» Prompt: Set down the listing again, word for word.
** Opening Provided information block **
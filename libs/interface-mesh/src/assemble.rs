//! # Zone Assembler
//!
//! Joins zone meshes into one indexed top half and closes the revolution
//! with its mirror image.

use crate::error::{InterfaceError, Result};
use crate::mesh::InterfaceMesh;
use crate::revolve::ZoneMesh;
use glam::DVec3;
use std::collections::BTreeSet;

/// Top half-revolution in global indices.
#[derive(Debug, Clone, PartialEq)]
pub struct HalfMesh {
    pub mesh: InterfaceMesh,
    /// Global indices of seam points and poles.
    pub seam: BTreeSet<u32>,
}

/// Concatenates zone meshes, mapping each zone's local indices to global
/// ones. Points shared with the previous zone are not duplicated.
///
/// # Errors
///
/// `InvalidTopology` when a zone shares a different number of points than
/// the previous zone's last ring holds.
pub fn combine_zones(zones: &[ZoneMesh]) -> Result<HalfMesh> {
    let mut points: Vec<DVec3> = Vec::new();
    let mut triangles = Vec::new();
    let mut quads = Vec::new();
    let mut seam = BTreeSet::new();
    let mut previous_tail = 0usize;

    for (index, zone) in zones.iter().enumerate() {
        if zone.shared != previous_tail {
            return Err(InterfaceError::invalid_topology(format!(
                "{} zone shares {} points but the previous ring has {previous_tail}",
                zone.zone, zone.shared
            )));
        }
        if index == 0 && zone.shared != 0 {
            return Err(InterfaceError::invalid_topology("first zone cannot share points"));
        }

        let offset = (points.len() - zone.shared) as u32;
        points.extend_from_slice(&zone.points);

        triangles.extend(zone.triangles.iter().map(|t| t.map(|i| i + offset)));
        quads.extend(zone.quads.iter().map(|q| q.map(|i| i + offset)));

        for ring in &zone.rings {
            let (first, last) = ring.seam();
            seam.insert(first + offset);
            seam.insert(last + offset);
        }

        previous_tail = zone.last_ring().map_or(0, |r| r.dim());
    }

    Ok(HalfMesh {
        mesh: InterfaceMesh::from_parts(points, triangles, quads),
        seam,
    })
}

/// Adds the bottom half-revolution by mirroring `z`.
///
/// Seam points are shared by both halves; bottom cells are reversed so the
/// closed surface keeps one orientation.
pub fn mirror_half(half: &HalfMesh) -> InterfaceMesh {
    let top = &half.mesh;
    let mut points = top.points().to_vec();
    let mut mirrored = Vec::with_capacity(top.point_count());

    for (index, point) in top.points().iter().enumerate() {
        let index = index as u32;
        if half.seam.contains(&index) {
            mirrored.push(index);
        } else {
            mirrored.push(points.len() as u32);
            points.push(DVec3::new(point.x, point.y, -point.z));
        }
    }

    let map = |i: u32| mirrored[i as usize];
    let mut triangles = top.triangles().to_vec();
    triangles.extend(top.triangles().iter().map(|t| [map(t[0]), map(t[2]), map(t[1])]));
    let mut quads = top.quads().to_vec();
    quads.extend(
        top.quads()
            .iter()
            .map(|q| [map(q[0]), map(q[3]), map(q[2]), map(q[1])]),
    );

    InterfaceMesh::from_parts(points, triangles, quads)
}

/// Combines zones and mirrors the result into the full revolution.
pub fn assemble(zones: &[ZoneMesh]) -> Result<InterfaceMesh> {
    let half = combine_zones(zones)?;
    let mesh = mirror_half(&half);
    tracing::debug!(
        seam_points = half.seam.len(),
        points = mesh.point_count(),
        triangles = mesh.triangle_count(),
        quads = mesh.quad_count(),
        "zones assembled"
    );
    Ok(mesh)
}

#[cfg(test)]
mod tests {
    use super::*;
    use crate::diagnostic::Diagnostics;
    use crate::profile::Zone;
    use crate::revolve::ZoneMeshBuilder;
    use crate::spacing::CellType;
    use glam::DVec2;

    fn cylinder_zones() -> Vec<ZoneMesh> {
        let mut diagnostics = Diagnostics::new();
        let mut front = ZoneMeshBuilder::from_pole(Zone::Front, 2, 0, DVec2::ZERO);
        front
            .push_ring(1, DVec2::new(0.0, 1.0), 5, CellType::Tri, &mut diagnostics)
            .unwrap();
        let front = front.finish();

        let mut side = ZoneMeshBuilder::from_shared(Zone::Side, 2, front.last_ring().unwrap());
        side.push_ring(2, DVec2::new(1.0, 1.0), 5, CellType::Quad, &mut diagnostics)
            .unwrap();
        let side = side.finish();

        let mut back = ZoneMeshBuilder::from_shared(Zone::Back, 2, side.last_ring().unwrap());
        back.push_ring(3, DVec2::new(1.0, 0.0), 1, CellType::Tri, &mut diagnostics)
            .unwrap();
        vec![front, side, back.finish()]
    }

    #[test]
    fn test_combine_zones_offsets() {
        let half = combine_zones(&cylinder_zones()).unwrap();
        // pole + ring + ring + pole
        assert_eq!(half.mesh.point_count(), 1 + 5 + 5 + 1);
        assert!(half.mesh.validate());
        // side quads start at the front's last ring
        assert_eq!(half.mesh.quads()[0], [1, 2, 7, 6]);
        let expected: BTreeSet<u32> = [0, 1, 5, 6, 10, 11].into_iter().collect();
        assert_eq!(half.seam, expected);
    }

    #[test]
    fn test_combine_rejects_mismatched_share() {
        let mut zones = cylinder_zones();
        zones[1].shared = 3;
        assert!(combine_zones(&zones).is_err());
    }

    #[test]
    fn test_mirror_closes_surface() {
        let mesh = assemble(&cylinder_zones()).unwrap();
        // three interior points per ring are mirrored
        assert_eq!(mesh.point_count(), 12 + 6);
        assert!(mesh.validate());
        assert!(mesh.edge_usage().values().all(|&n| n == 2));
        for p in &mesh.points()[12..] {
            assert!(p.z < 0.0);
        }
    }
}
** Closing Provided information block **
» Answer to this task:
filename libs/interface-mesh/src/assemble.rs
//! # Zone Assembler
//!
//! Joins zone meshes into one indexed top half and closes the revolution
//! with its mirror image.

use crate::error::{InterfaceError, Result};
use crate::mesh::InterfaceMesh;
use crate::revolve::ZoneMesh;
use glam::DVec3;
use std::collections::BTreeSet;

/// Top half-revolution in global indices.
#[derive(Debug, Clone, PartialEq)]
pub struct HalfMesh {
    pub mesh: InterfaceMesh,
    /// Global indices of seam points and poles.
    pub seam: BTreeSet<u32>,
}

/// Concatenates zone meshes, mapping each zone's local indices to global
/// ones. Points shared with the previous zone are not duplicated.
///
/// # Errors
///
/// `InvalidTopology` when a zone shares a different number of points than
/// the previous zone's last ring holds.
pub fn combine_zones(zones: &[ZoneMesh]) -> Result<HalfMesh> {
    let mut points: Vec<DVec3> = Vec::new();
    let mut triangles = Vec::new();
    let mut quads = Vec::new();
    let mut seam = BTreeSet::new();
    let mut previous_tail = 0usize;

    for (index, zone) in zones.iter().enumerate() {
        if zone.shared != previous_tail {
            return Err(InterfaceError::invalid_topology(format!(
                "{} zone shares {} points but the previous ring has {previous_tail}",
                zone.zone, zone.shared
            )));
        }
        if index == 0 && zone.shared != 0 {
            return Err(InterfaceError::invalid_topology("first zone cannot share points"));
        }

        let offset = (points.len() - zone.shared) as u32;
        points.extend_from_slice(&zone.points);

        triangles.extend(zone.triangles.iter().map(|t| t.map(|i| i + offset)));
        quads.extend(zone.quads.iter().map(|q| q.map(|i| i + offset)));

        for ring in &zone.rings {
            let (first, last) = ring.seam();
            seam.insert(first + offset);
            seam.insert(last + offset);
        }

        previous_tail = zone.last_ring().map_or(0, |r| r.dim());
    }

    Ok(HalfMesh {
        mesh: InterfaceMesh::from_parts(points, triangles, quads),
        seam,
    })
}

/// Adds the bottom half-revolution by mirroring `z`.
///
/// Seam points are shared by both halves; bottom cells are reversed so the
/// closed surface keeps one orientation.
pub fn mirror_half(half: &HalfMesh) -> InterfaceMesh {
    let top = &half.mesh;
    let mut points = top.points().to_vec();
    let mut mirrored = Vec::with_capacity(top.point_count());

    for (index, point) in top.points().iter().enumerate() {
        let index = index as u32;
        if half.seam.contains(&index) {
            mirrored.push(index);
        } else {
            mirrored.push(points.len() as u32);
            points.push(DVec3::new(point.x, point.y, -point.z));
        }
    }

    let map = |i: u32| mirrored[i as usize];
    let mut triangles = top.triangles().to_vec();
    triangles.extend(top.triangles().iter().map(|t| [map(t[0]), map(t[2]), map(t[1])]));
    let mut quads = top.quads().to_vec();
    quads.extend(
        top.quads()
            .iter()
            .map(|q| [map(q[0]), map(q[3]), map(q[2]), map(q[1])]),
    );

    InterfaceMesh::from_parts(points, triangles, quads)
}

/// Combines zones and mirrors the result into the full revolution.
pub fn assemble(zones: &[ZoneMesh]) -> Result<InterfaceMesh> {
    let half = combine_zones(zones)?;
    let mesh = mirror_half(&half);
    tracing::debug!(
        seam_points = half.seam.len(),
        points = mesh.point_count(),
        triangles = mesh.triangle_count(),
        quads = mesh.quad_count(),
        "zones assembled"
    );
    Ok(mesh)
}

#[cfg(test)]
mod tests {
    use super::*;
    use crate::diagnostic::Diagnostics;
    use crate::profile::Zone;
    use crate::revolve::ZoneMeshBuilder;
    use crate::spacing::CellType;
    use glam::DVec2;

    fn cylinder_zones() -> Vec<ZoneMesh> {
        let mut diagnostics = Diagnostics::new();
        let mut front = ZoneMeshBuilder::from_pole(Zone::Front, 2, 0, DVec2::ZERO);
        front
            .push_ring(1, DVec2::new(0.0, 1.0), 5, CellType::Tri, &mut diagnostics)
            .unwrap();
        let front = front.finish();

        let mut side = ZoneMeshBuilder::from_shared(Zone::Side, 2, front.last_ring().unwrap());
        side.push_ring(2, DVec2::new(1.0, 1.0), 5, CellType::Quad, &mut diagnostics)
            .unwrap();
        let side = side.finish();

        let mut back = ZoneMeshBuilder::from_shared(Zone::Back, 2, side.last_ring().unwrap());
        back.push_ring(3, DVec2::new(1.0, 0.0), 1, CellType::Tri, &mut diagnostics)
            .unwrap();
        vec![front, side, back.finish()]
    }

    #[test]
    fn test_combine_zones_offsets() {
        let half = combine_zones(&cylinder_zones()).unwrap();
        // pole + ring + ring + pole
        assert_eq!(half.mesh.point_count(), 1 + 5 + 5 + 1);
        assert!(half.mesh.validate());
        // side quads start at the front's last ring
        assert_eq!(half.mesh.quads()[0], [1, 2, 7, 6]);
        let expected: BTreeSet<u32> = [0, 1, 5, 6, 10, 11].into_iter().collect();
        assert_eq!(half.seam, expected);
    }

    #[test]
    fn test_combine_rejects_mismatched_share() {
        let mut zones = cylinder_zones();
        zones[1].shared = 3;
        assert!(combine_zones(&zones).is_err());
    }

    #[test]
    fn test_mirror_closes_surface() {
        let mesh = assemble(&cylinder_zones()).unwrap();
        // three interior points per ring are mirrored
        assert_eq!(mesh.point_count(), 12 + 6);
        assert!(mesh.validate());
        assert!(mesh.edge_usage().values().all(|&n| n == 2));
        for p in &mesh.points()[12..] {
            assert!(p.z < 0.0);
        }
    }
}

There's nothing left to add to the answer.